ULAQ DSH Adalar Denizi’nde Neleri Değiştirecek?

Roketsan-ATMACA-Banner

Teknoloji geliştikçe denizaltılar, ‘sessiz ve derinden’ seyir kabiliyetlerini daha da arttırıyorlar. Denizaltıların mavi sulardaki üstünlüğünü engellemeyi amaçlayan Denizaltı Savunma Harbi (DSH) konsepti de denizaltılarla birlikte gelişimine devam ediyor.

Bu yazıda; ilk olarak denizaltılar ve denizaltı savunma harbi konsepti hakkında özet bir bilgilendirme yaparak, Türkiye’nin Dünya savunma pazarı çevrelerinde büyük ilgiyle karşılanan ULAQ Denizaltı Savunma Harbi İnsansız Deniz Aracı’na ve Mavi Vatan’daki muhtemel etkilerine değineceğiz.

STM Banner

Güçlü bir ordunun yapılanmasında, deniz kuvvetleri stratejik öneme sahiptir. Bir ülke, denizde kendi egemenliğini kurmadığı sürece asla küresel güç olamaz hatta mevcut askeri statüsünü dahi koruyamaz. İlk Türk Amirali Çaka Bey tarafından 1081 yılında kurulan Türk Deniz Kuvvetleri, bu kilit faktör doğrultusunda tarih boyunca kendisini daima gelişmiştir.

Türk Silahlı Kuvvetleri de bu önemi, gününüzde şu cümleyle vurgulamaktadır: “Anavatanda güvende olmak için denizde güçlü olmak; Dünyada söz sahibi olmak için tüm denizlerde var olmak.” Günümüzde tüm denizlerde var olmak için gerekli unsurların en önemlilerinden ikisi; güçlü bir denizaltı filosu ile gelişmiş denizaltı savunma harbi (Anti-Submarine Warfare / ASW) kabiliyetine sahip olmaktır.

İlk Türk Denizaltılarının Tedariki

Abdülhamid Denizaltısı

Türklere karşı kullanılmak üzere Yunanistan’ın iki adet denizaltı sipariş etmesi üzerine Padişah II. Abdülhamit, şöyle bir İrade-i Seniye (Padişah Emri) yayınlamıştır:

“…Nordenfelt’in icadı, bir torpido atar, sekiz saat su altında kalır. 9.000 lira kıymetinde ve hiçbir devlette şimdiye kadar emsali olmayan ilk denizaltı gemisinin Yunanlılar tarafından mubayaa edilmesi üzerine, aynı geminin ıslah olunmuş ve üçer torpido atan cinsinden, parası hazine-i hassadan ödenmek, iki buçuk ay zarfında İstanbul’da teslim edilmek şartıyla, beheri 11.000 sterlin kıymetinde iki denizaltı gemisinin satın alınması…”

Denizaltıların stratejik bir silah olduğunun bilinciyle, Padişah II. Abdülhamit’in, parça ve ana aksamlarını yurt dışından temin ederek Nordenfelt patenti ile İstanbul Tersanesinde inşa ettirdiği bu denizaltılardan birincisi 1886, ikincisi ise 1887 tarihinde denize indirilmiştir.

Birincisine Abdülhamit ikincisine ise Abdülmecit ismi verilerek 22 Mart 1888 tarihinde donanmaya katılmışlardır.
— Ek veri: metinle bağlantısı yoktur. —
//! Typed Alert Model
//!
//! Alerts are the detection engine's only output: one immutable value per
//! detector firing per run. Runs are idempotent, so alert ids are derived
//! from the category and dimension scope instead of random identifiers —
//! identical inputs always reproduce the identical alert set.

use serde::{Deserialize, Serialize};

/// What kind of deviation a detector found.
#[derive(Debug, Clone, Copy, PartialEq, Eq, PartialOrd, Ord, Serialize, Deserialize)]
#[serde(rename_all = "snake_case")]
pub enum AlertCategory {
    ConversionDrop,
    VolumeDip,
    StuckSpike,
    AopRisk,
    Concentration,
    /// Open slot for registered custom detectors.
    Anomaly,
}

impl AlertCategory {
    pub fn as_str(&self) -> &'static str {
        match self {
            Self::ConversionDrop => "conversion_drop",
            Self::VolumeDip => "volume_dip",
            Self::StuckSpike => "stuck_spike",
            Self::AopRisk => "aop_risk",
            Self::Concentration => "concentration",
            Self::Anomaly => "anomaly",
        }
    }
}

/// Severity levels, totally ordered for ranking.
#[repr(u8)]
#[derive(Debug, Clone, Copy, PartialEq, Eq, PartialOrd, Ord, Serialize, Deserialize)]
#[serde(rename_all = "snake_case")]
pub enum Severity {
    Critical = 0,
    High = 1,
    Medium = 2,
    Low = 3,
}

impl Severity {
    /// Ranking priority: critical first.
    pub fn priority(&self) -> u8 {
        *self as u8
    }

    pub fn as_str(&self) -> &'static str {
        match self {
            Self::Critical => "critical",
            Self::High => "high",
            Self::Medium => "medium",
            Self::Low => "low",
        }
    }
}

/// Whether the condition is fresh, was already degraded last period, or is a
/// tracked structural metric. Inferred within a single run from current vs
/// comparison values, never from historical alert identity.
#[derive(Debug, Clone, Copy, PartialEq, Eq, Serialize, Deserialize)]
#[serde(rename_all = "snake_case")]
pub enum AlertStatus {
    New,
    Recurring,
    Known,
}

/// Editorial tone of the alert, consumed by the priority bucketer.
#[derive(Debug, Clone, Copy, PartialEq, Eq, Serialize, Deserialize)]
#[serde(rename_all = "snake_case")]
pub enum Tone {
    Bad,
    Warn,
    Info,
    Good,
}

impl Tone {
    /// Default mapping used by the built-in detectors; custom detectors may
    /// assign Good/Info tones for positive findings.
    pub fn from_severity(severity: Severity) -> Self {
        match severity {
            Severity::Critical | Severity::High => Tone::Bad,
            Severity::Medium | Severity::Low => Tone::Warn,
        }
    }
}

/// One detector finding with severity, business impact, and attribution.
#[derive(Debug, Clone, Serialize, Deserialize)]
pub struct Alert {
    /// Deterministic id: `category:scope:stage`.
    pub id: String,
    pub category: AlertCategory,
    pub severity: Severity,
    pub status: AlertStatus,
    pub tone: Tone,
    pub title: String,
    pub description: String,
    /// Estimated leads lost to the deviation.
    pub impact_leads: u64,
    /// Estimated currency impact in Crores.
    pub impact_cr: f64,
    pub lender: Option<String>,
    pub program: Option<String>,
    pub stage: Option<String>,
    pub stage_index: Option<i64>,
    pub metric_value: f64,
    pub baseline_value: f64,
    pub change_pct: f64,
    /// Opaque 0–100 score assigned by each detector's own heuristic; carried
    /// through to bucketing, never recomputed centrally.
    pub impact_weight: u8,
    pub needs_attention: bool,
}

impl Alert {
    pub fn builder(category: AlertCategory, severity: Severity) -> AlertBuilder {
        AlertBuilder::new(category, severity)
    }
}

/// Builder keeping detector code free of two-page struct literals.
pub struct AlertBuilder {
    alert: Alert,
}

impl AlertBuilder {
    pub fn new(category: AlertCategory, severity: Severity) -> Self {
        Self {
            alert: Alert {
                id: String::new(),
                category,
                severity,
                status: AlertStatus::New,
                tone: Tone::from_severity(severity),
                title: String::new(),
                description: String::new(),
                impact_leads: 0,
                impact_cr: 0.0,
                lender: None,
                program: None,
                stage: None,
                stage_index: None,
                metric_value: 0.0,
                baseline_value: 0.0,
                change_pct: 0.0,
                impact_weight: 0,
                needs_attention: severity == Severity::Critical,
            },
        }
    }

    pub fn status(mut self, status: AlertStatus) -> Self {
        self.alert.status = status;
        self
    }

    pub fn tone(mut self, tone: Tone) -> Self {
        self.alert.tone = tone;
        self
    }

    pub fn title(mut self, title: impl Into<String>) -> Self {
        self.alert.title = title.into();
        self
    }

    pub fn description(mut self, description: impl Into<String>) -> Self {
        self.alert.description = description.into();
        self
    }

    pub fn lender(mut self, lender: impl Into<String>) -> Self {
        self.alert.lender = Some(lender.into());
        self
    }

    pub fn program(mut self, program: impl Into<String>) -> Self {
        self.alert.program = Some(program.into());
        self
    }

    pub fn stage(mut self, name: impl Into<String>, index: i64) -> Self {
        self.alert.stage = Some(name.into());
        self.alert.stage_index = Some(index);
        self
    }

    pub fn metrics(mut self, metric_value: f64, baseline_value: f64, change_pct: f64) -> Self {
        self.alert.metric_value = metric_value;
        self.alert.baseline_value = baseline_value;
        self.alert.change_pct = change_pct;
        self
    }

    pub fn impact(mut self, leads: u64, cr: f64) -> Self {
        self.alert.impact_leads = leads;
        self.alert.impact_cr = cr;
        self
    }

    pub fn impact_weight(mut self, weight: u8) -> Self {
        self.alert.impact_weight = weight.min(100);
        self
    }

    pub fn needs_attention(mut self, flag: bool) -> Self {
        self.alert.needs_attention = flag || self.alert.severity == Severity::Critical;
        self
    }

    pub fn build(mut self) -> Alert {
        let scope = self.alert.lender.as_deref().unwrap_or("overall");
        let stage = self
            .alert
            .stage_index
            .map(|i| i.to_string())
            .unwrap_or_else(|| "-".into());
        self.alert.id = format!("{}:{}:{}", self.alert.category.as_str(), scope, stage);
        self.alert
    }
}
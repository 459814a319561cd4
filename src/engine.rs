//! Funnel Analysis Engine
//!
//! One entry point wiring the full pipeline: aggregation → conversions and
//! impact → registered detectors → ranking → bucketing → lifecycle. A run is
//! synchronous, pure, and idempotent over its in-memory snapshot; the report
//! carries a fingerprint so a service layer can cache and retry it safely.

use std::collections::BTreeMap;
use tracing::{debug, info};
use xxhash_rust::xxh3::xxh3_64;

use crate::aggregate::{self, SubStageSeries};
use crate::alert::Alert;
use crate::config::AnalyticsConfig;
use crate::conversion::compute_conversions;
use crate::detect::{self, AnomalyDetector, DetectorContext};
use crate::lifecycle::{IssueLifecycleEngine, IssueLifecycleItem, RecoveryLedger};
use crate::model::{
    ConversionPoint, DimensionCatalog, DisbursalSummary, FunnelFilters, FunnelSnapshot, Period,
};
use crate::triage::{self, PriorityBucket};

/// The single error normal operation can produce: a wholly absent required
/// input collection. Everything softer (zero baselines, unmatched filters,
/// malformed rows) degrades to empty or counted results instead, so an
/// ingestion failure is never masked as "no issues found".
#[derive(Debug, Clone, PartialEq, Eq)]
pub enum AnalysisError {
    MissingInput { collection: &'static str },
}

impl std::fmt::Display for AnalysisError {
    fn fmt(&self, f: &mut std::fmt::Formatter<'_>) -> std::fmt::Result {
        match self {
            Self::MissingInput { collection } => {
                write!(f, "required input collection is empty: {}", collection)
            }
        }
    }
}

impl std::error::Error for AnalysisError {}

/// Complete output of one analysis run: plain data for rendering or export.
#[derive(Debug, Clone, serde::Serialize, serde::Deserialize)]
pub struct AnalysisReport {
    /// Stable cache key over (records, disbursals, filters, config, as-of).
    pub fingerprint: String,
    pub as_of: chrono::NaiveDate,
    /// Ranked alerts: severity priority ascending, impact descending.
    pub alerts: Vec<Alert>,
    pub buckets: BTreeMap<PriorityBucket, Vec<String>>,
    pub issues: Vec<IssueLifecycleItem>,
    pub recovery: RecoveryLedger,
    /// Overall funnel conversions for the applied filter scope.
    pub conversions: Vec<ConversionPoint>,
    /// Malformed rows excluded from aggregation.
    pub skipped_records: u64,
}

/// Engine instance: configuration plus the registered detector list and the
/// lifecycle engine. Stateless across runs.
pub struct FunnelEngine {
    config: AnalyticsConfig,
    detectors: Vec<Box<dyn AnomalyDetector>>,
    lifecycle: IssueLifecycleEngine,
}

impl Default for FunnelEngine {
    fn default() -> Self {
        Self::new(AnalyticsConfig::default())
    }
}

impl FunnelEngine {
    pub fn new(config: AnalyticsConfig) -> Self {
        Self {
            config,
            detectors: detect::default_detectors(),
            lifecycle: IssueLifecycleEngine::default(),
        }
    }

    /// Register an additional detector after the built-ins.
    pub fn with_detector(mut self, detector: Box<dyn AnomalyDetector>) -> Self {
        self.detectors.push(detector);
        self
    }

    pub fn with_lifecycle(mut self, lifecycle: IssueLifecycleEngine) -> Self {
        self.lifecycle = lifecycle;
        self
    }

    pub fn config(&self) -> &AnalyticsConfig {
        &self.config
    }

    /// Cache key for a run: identical inputs always fingerprint identically.
    pub fn fingerprint(&self, snapshot: &FunnelSnapshot, filters: &FunnelFilters) -> String {
        let mut hasher_input = Vec::new();
        for part in [
            serde_json::to_vec(&snapshot.records),
            serde_json::to_vec(&snapshot.disbursals),
            serde_json::to_vec(&snapshot.as_of),
            serde_json::to_vec(filters),
            serde_json::to_vec(&self.config),
        ] {
            hasher_input.extend(part.unwrap_or_default());
            hasher_input.push(0);
        }
        format!("{:016x}", xxh3_64(&hasher_input))
    }

    /// Execute one full analysis run over the snapshot.
    pub fn run(
        &self,
        snapshot: &FunnelSnapshot,
        filters: &FunnelFilters,
    ) -> Result<AnalysisReport, AnalysisError> {
        if snapshot.records.is_empty() {
            return Err(AnalysisError::MissingInput {
                collection: "lead_stage_records",
            });
        }

        let skipped_records = aggregate::count_malformed(&snapshot.records);
        let overall_current = aggregate::aggregate(&snapshot.records, Period::Current, filters);
        let overall_comparison =
            aggregate::aggregate(&snapshot.records, Period::Comparison, filters);
        let stage_order = aggregate::stage_order(&overall_current, &overall_comparison);
        let conversions = compute_conversions(&overall_current, &overall_comparison, &stage_order);

        let sub_current: SubStageSeries =
            aggregate::aggregate_sub_stages(&snapshot.records, Period::Current, filters);
        let sub_comparison: SubStageSeries =
            aggregate::aggregate_sub_stages(&snapshot.records, Period::Comparison, filters);

        let catalog = DimensionCatalog::from_snapshot(&snapshot.records, &snapshot.disbursals);
        let lender_series = detect::build_lender_series(&snapshot.records, &catalog, filters);
        let disbursals = scope_disbursals(&snapshot.disbursals, filters);

        let ctx = DetectorContext {
            overall_current: &overall_current,
            overall_comparison: &overall_comparison,
            stage_order: &stage_order,
            conversions: &conversions,
            lender_series: &lender_series,
            sub_current: &sub_current,
            sub_comparison: &sub_comparison,
            disbursals: &disbursals,
            catalog: &catalog,
            filters,
            config: &self.config,
            as_of: snapshot.as_of,
        };

        let mut alerts: Vec<Alert> = Vec::new();
        for detector in &self.detectors {
            let findings = detector.detect(&ctx);
            debug!(
                detector = detector.name(),
                findings = findings.len(),
                "detector pass complete"
            );
            alerts.extend(findings);
        }

        triage::rank_alerts(&mut alerts);
        let buckets = triage::bucket_all(&alerts);
        let issues = self.lifecycle.derive(&alerts);
        let recovery = RecoveryLedger::from_items(&issues);

        info!(
            alerts = alerts.len(),
            issues = issues.len(),
            skipped = skipped_records,
            "analysis run complete"
        );

        Ok(AnalysisReport {
            fingerprint: self.fingerprint(snapshot, filters),
            as_of: snapshot.as_of,
            alerts,
            buckets,
            issues,
            recovery,
            conversions,
            skipped_records,
        })
    }
}

/// Disbursal rows narrowed to the run's dimension filters.
fn scope_disbursals(
    disbursals: &[DisbursalSummary],
    filters: &FunnelFilters,
) -> Vec<DisbursalSummary> {
    disbursals
        .iter()
        .filter(|d| {
            let dim_ok = |want: &Option<String>, have: &str| match want {
                Some(v) => v == have,
                None => true,
            };
            dim_ok(&filters.lender, &d.lender)
                && dim_ok(&filters.product_type, &d.product_type)
                && dim_ok(&filters.flow, &d.flow)
        })
        .cloned()
        .collect()
}

#[cfg(test)]
mod tests {
    use super::*;
    use crate::alert::{AlertCategory, Severity, Tone};
    use crate::detect::Findings;
    use crate::model::LeadStageRecord;
    use chrono::NaiveDate;
    use smallvec::smallvec;

    fn record(period: Period, idx: f64, name: &str, lender: &str, count: u64) -> LeadStageRecord {
        LeadStageRecord {
            period,
            stage_index: idx,
            stage_name: name.into(),
            sub_stage: None,
            lender: lender.into(),
            product_type: "PL".into(),
            flow: "organic".into(),
            lead_count: count,
            stuck_pct: None,
        }
    }

    fn snapshot() -> FunnelSnapshot {
        FunnelSnapshot {
            records: vec![
                record(Period::Current, 2.0, "Workable", "Axio", 10000),
                record(Period::Current, 3.0, "Child", "Axio", 6000),
                record(Period::Current, 5.0, "Disbursed", "Axio", 1200),
                record(Period::Comparison, 2.0, "Workable", "Axio", 10000),
                record(Period::Comparison, 3.0, "Child", "Axio", 6500),
                record(Period::Comparison, 5.0, "Disbursed", "Axio", 1430),
            ],
            disbursals: Vec::new(),
            as_of: NaiveDate::from_ymd_opt(2025, 6, 15).unwrap(),
        }
    }

    #[test]
    fn test_empty_records_is_explicit_error() {
        let engine = FunnelEngine::default();
        let empty = FunnelSnapshot {
            records: Vec::new(),
            disbursals: Vec::new(),
            as_of: NaiveDate::from_ymd_opt(2025, 6, 15).unwrap(),
        };
        let err = engine.run(&empty, &FunnelFilters::all()).unwrap_err();
        assert_eq!(
            err,
            AnalysisError::MissingInput {
                collection: "lead_stage_records"
            }
        );
    }

    #[test]
    fn test_run_is_idempotent() {
        let engine = FunnelEngine::default();
        let snap = snapshot();
        let a = engine.run(&snap, &FunnelFilters::all()).unwrap();
        let b = engine.run(&snap, &FunnelFilters::all()).unwrap();
        assert_eq!(a.fingerprint, b.fingerprint);
        assert_eq!(
            serde_json::to_string(&a.alerts).unwrap(),
            serde_json::to_string(&b.alerts).unwrap()
        );
    }

    #[test]
    fn test_fingerprint_tracks_inputs() {
        let engine = FunnelEngine::default();
        let snap = snapshot();
        let base = engine.fingerprint(&snap, &FunnelFilters::all());

        assert_ne!(
            base,
            engine.fingerprint(&snap, &FunnelFilters::for_lender("Axio"))
        );

        let mut moved = snap.clone();
        moved.as_of = NaiveDate::from_ymd_opt(2025, 6, 16).unwrap();
        assert_ne!(base, engine.fingerprint(&moved, &FunnelFilters::all()));
    }

    #[test]
    fn test_unmatched_filter_yields_empty_not_error() {
        let engine = FunnelEngine::default();
        let report = engine
            .run(&snapshot(), &FunnelFilters::for_lender("NoSuchLender"))
            .unwrap();
        assert!(report.alerts.is_empty());
        assert!(report.issues.is_empty());
    }

    #[test]
    fn test_alerts_ranked_and_issues_parallel() {
        let engine = FunnelEngine::default();
        let report = engine.run(&snapshot(), &FunnelFilters::all()).unwrap();

        assert!(!report.alerts.is_empty());
        for pair in report.alerts.windows(2) {
            assert!(pair[0].severity.priority() <= pair[1].severity.priority());
        }
        // every conversion-drop alert has a lifecycle issue
        let drops = report
            .alerts
            .iter()
            .filter(|a| a.category == AlertCategory::ConversionDrop)
            .count();
        assert_eq!(report.issues.len(), drops);
    }

    #[test]
    fn test_custom_detector_registered() {
        struct AlwaysFires;
        impl AnomalyDetector for AlwaysFires {
            fn name(&self) -> &'static str {
                "always-fires"
            }
            fn category(&self) -> AlertCategory {
                AlertCategory::Anomaly
            }
            fn detect(&self, _ctx: &DetectorContext<'_>) -> Findings {
                smallvec![
                    Alert::builder(AlertCategory::Anomaly, Severity::Low)
                        .tone(Tone::Info)
                        .title("custom probe")
                        .build()
                ]
            }
        }

        let engine = FunnelEngine::default().with_detector(Box::new(AlwaysFires));
        let report = engine.run(&snapshot(), &FunnelFilters::all()).unwrap();
        assert!(
            report
                .alerts
                .iter()
                .any(|a| a.category == AlertCategory::Anomaly)
        );
        // info tone lands in the positive bucket
        assert!(
            report.buckets[&PriorityBucket::Positive]
                .iter()
                .any(|id| id.starts_with("anomaly"))
        );
    }

    #[test]
    fn test_malformed_rows_counted_not_fatal() {
        let mut snap = snapshot();
        snap.records
            .push(record(Period::Current, 2.5, "Broken", "Axio", 50));
        let report = FunnelEngine::default()
            .run(&snap, &FunnelFilters::all())
            .unwrap();
        assert_eq!(report.skipped_records, 1);
        assert!(!report.alerts.is_empty());
    }
}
Böylece Türkler, denizaltı dünyasına oldukça hızlı girmiş ve teknik eksikliklere rağmen o döneme göre oldukça başarılı sonuçlar almışlardır.[1]

Denizaltıların Önemi ve DSH’ın Doğuşu

Preveze-Sınıfı-Denizaltı

Günümüzde bir donanma; muhrip, firkateyn, korvet, hücumbot, mayın avlama gemisi, ikmal gemisi, tank çıkarma gemisi, helikopter gemisi ve hatta uçak gemisi gibi birçok suüstü ve hava platformunu, bünyesinde bulundurabilmektedir. Ancak birçok kesim tarafından da kabul gördüğü üzere; deniz muharebe sahasındaki en tehlikeli düşman, en gizemli olandır yani denizaltılardır.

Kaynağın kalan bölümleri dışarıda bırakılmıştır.